Un niño de 7 años tuvo que recibir asistencia médica luego de sufrir lesiones que, según denunció su madre, se produjeron durante una agresión de compañeros en una escuela del departamento Moreno. La mujer aseguró que los episodios de bullying eran reiterados y relató que, cuando acudió al establecimiento para pedir una intervención urgente, le solicitaron que regresara al día siguiente porque se encontraban en “horario de salida”. Tras asistir a su hijo, decidió recurrir a la Policía.
El episodio fue denunciado ante personal de la Subcomisaría Comunitaria de Weisbur por la madre del pequeño, una mujer de 28 años.
De acuerdo con su relato, su hijo cursa segundo grado y desde hace un tiempo sería víctima de reiterados episodios de hostigamiento por parte de otros alumnos.

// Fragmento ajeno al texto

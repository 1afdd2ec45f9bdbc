//! Loom-based concurrency tests.
//!
//! Run with `RUSTFLAGS="--cfg loom" cargo test --lib --release`.
//!
//! These exercise the lock-free cell stack and the decommit drain under
//! every interleaving loom can explore, against the heap-backed VM mock.
//!
//! # Design notes
//!
//! - Thread counts stay at 2 and loop bodies tiny: the state space is
//!   exponential.
//! - Each model iteration builds a fresh `CellAllocator` (the mock VM
//!   backs reservations with plain heap memory).
//! - The TLS-cached fast paths are not modelled — they are single-threaded
//!   by construction. `push_global` / `pop_global` / `decommit_unused`
//!   carry all the cross-thread interaction.
//! - Cells popped in the models are never written to, so the in-cell link
//!   atomics stay valid across push/pop cycles.
#[cfg(loom)]
mod tests {
    use crate::memory::cells::{CellAllocator, SUPERBLOCK_SIZE};
    use crate::sync::Arc;

    fn small_allocator() -> Arc<CellAllocator> {
        use crate::sync::atomic::{AtomicU64, Ordering};
        loom::lazy_static! {
            static ref NEXT_ID: AtomicU64 = AtomicU64::new(0x5000_0000);
        }
        let id = NEXT_ID.fetch_add(1, Ordering::Relaxed);
        Arc::new(CellAllocator::new(id, SUPERBLOCK_SIZE).unwrap())
    }

    #[test]
    fn loom_stack_push_pop_two_threads() {
        loom::model(|| {
            let cells = small_allocator();

            // Seed: one committed superblock, keep two cells out.
            let a = cells.alloc_cell().unwrap();
            let b = cells.pop_global().unwrap();

            let c1 = Arc::clone(&cells);
            let t1 = loom::thread::spawn(move || {
                c1.push_global(a);
            });
            let c2 = Arc::clone(&cells);
            let t2 = loom::thread::spawn(move || {
                c2.push_global(b);
                c2.pop_global().expect("at least b was pushed");
            });

            t1.join().unwrap();
            t2.join().unwrap();
        });
    }

    #[test]
    fn loom_concurrent_pops_never_share_a_cell() {
        loom::model(|| {
            let cells = small_allocator();
            let _first = cells.alloc_cell().unwrap(); // commits, fills stack

            let c1 = Arc::clone(&cells);
            let t1 = loom::thread::spawn(move || c1.pop_global().map(|p| p.as_ptr() as usize));
            let c2 = Arc::clone(&cells);
            let t2 = loom::thread::spawn(move || c2.pop_global().map(|p| p.as_ptr() as usize));

            let r1 = t1.join().unwrap();
            let r2 = t2.join().unwrap();
            if let (Some(x), Some(y)) = (r1, r2) {
                assert_ne!(x, y, "two pops returned the same cell");
            }
        });
    }

    #[test]
    fn loom_decommit_races_with_pop() {
        let mut builder = loom::model::Builder::new();
        builder.preemption_bound = Some(3);
        builder.check(|| {
            let cells = small_allocator();

            // All 128 cells on the stack: the superblock is decommittable.
            let first = cells.alloc_cell().unwrap();
            cells.push_global(first);

            let popper = {
                let cells = Arc::clone(&cells);
                loom::thread::spawn(move || {
                    // Either wins the race against the drain (gets a cell)
                    // or loses and recommits via the mutex path.
                    let p = cells.alloc_cell().unwrap();
                    cells.push_global(p);
                })
            };
            let trimmer = {
                let cells = Arc::clone(&cells);
                loom::thread::spawn(move || {
                    cells.decommit_unused();
                })
            };

            popper.join().unwrap();
            trimmer.join().unwrap();

            // Whatever interleaving ran, the allocator still works.
            let p = cells.alloc_cell().unwrap();
            cells.push_global(p);
        });
    }

    #[test]
    fn loom_free_counts_settle() {
        use crate::memory::cells::{CELLS_PER_SUPERBLOCK, SB_FREE};

        loom::model(|| {
            let cells = small_allocator();
            let a = cells.alloc_cell().unwrap();
            let b = cells.pop_global().unwrap();

            let c1 = Arc::clone(&cells);
            let t1 = loom::thread::spawn(move || c1.push_global(a));
            let c2 = Arc::clone(&cells);
            let t2 = loom::thread::spawn(move || c2.push_global(b));
            t1.join().unwrap();
            t2.join().unwrap();

            // With every cell back on the stack the superblock must have
            // settled into the FREE state.
            assert_eq!(cells.superblock_state(0), SB_FREE);
            let _ = CELLS_PER_SUPERBLOCK;
        });
    }
}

La situación habría escalado durante la jornada del miércoles, cuando el niño sufrió una agresión física y terminó con lesiones en el rostro.
Fue a reclamar y le habrían pedido que regresara al día siguiente
Al conocer lo sucedido, la madre se presentó cerca del mediodía en la Escuela Primaria Nº 474 “Divino Niño Jesús”, de la localidad de Las Tinajas.
Su intención, según manifestó posteriormente ante las autoridades, era hablar con los responsables del establecimiento para plantear lo que venía ocurriendo con su hijo y solicitar una intervención.
Sin embargo, la mujer denunció que no consiguió mantener en ese momento la conversación que buscaba.
Según su testimonio incorporado a las actuaciones, le habrían indicado que regresara al día siguiente debido a que ya se encontraban en horario de salida.
La respuesta provocó malestar en la madre, especialmente porque, de acuerdo con su versión, su hijo acababa de sufrir una agresión y presentaba signos visibles de lesiones.
Hasta el momento, en la información disponible no consta la versión de las autoridades de la institución educativa sobre lo denunciado por la mujer.
El niño tuvo que recibir asistencia médica
Tras retirarse del establecimiento, la madre trasladó al pequeño hacia un centro de salud de la zona, donde fue examinado por un profesional.
Según consta en las actuaciones, el niño presentaba un marcado edema en el interior de los labios superior e inferior y rastros de sangre en la fosa nasal derecha.
Luego de lo sucedido, la mujer recurrió a la Policía y expuso tanto la presunta agresión sufrida por su hijo como los episodios de hostigamiento que, según aseguró, venían produciéndose con anterioridad.
El caso quedó registrado ante las autoridades y ahora deberán establecerse las circunstancias en las que el pequeño sufrió las lesiones y avanzar con las intervenciones correspondientes para resguardar al niño y esclarecer lo ocurrido.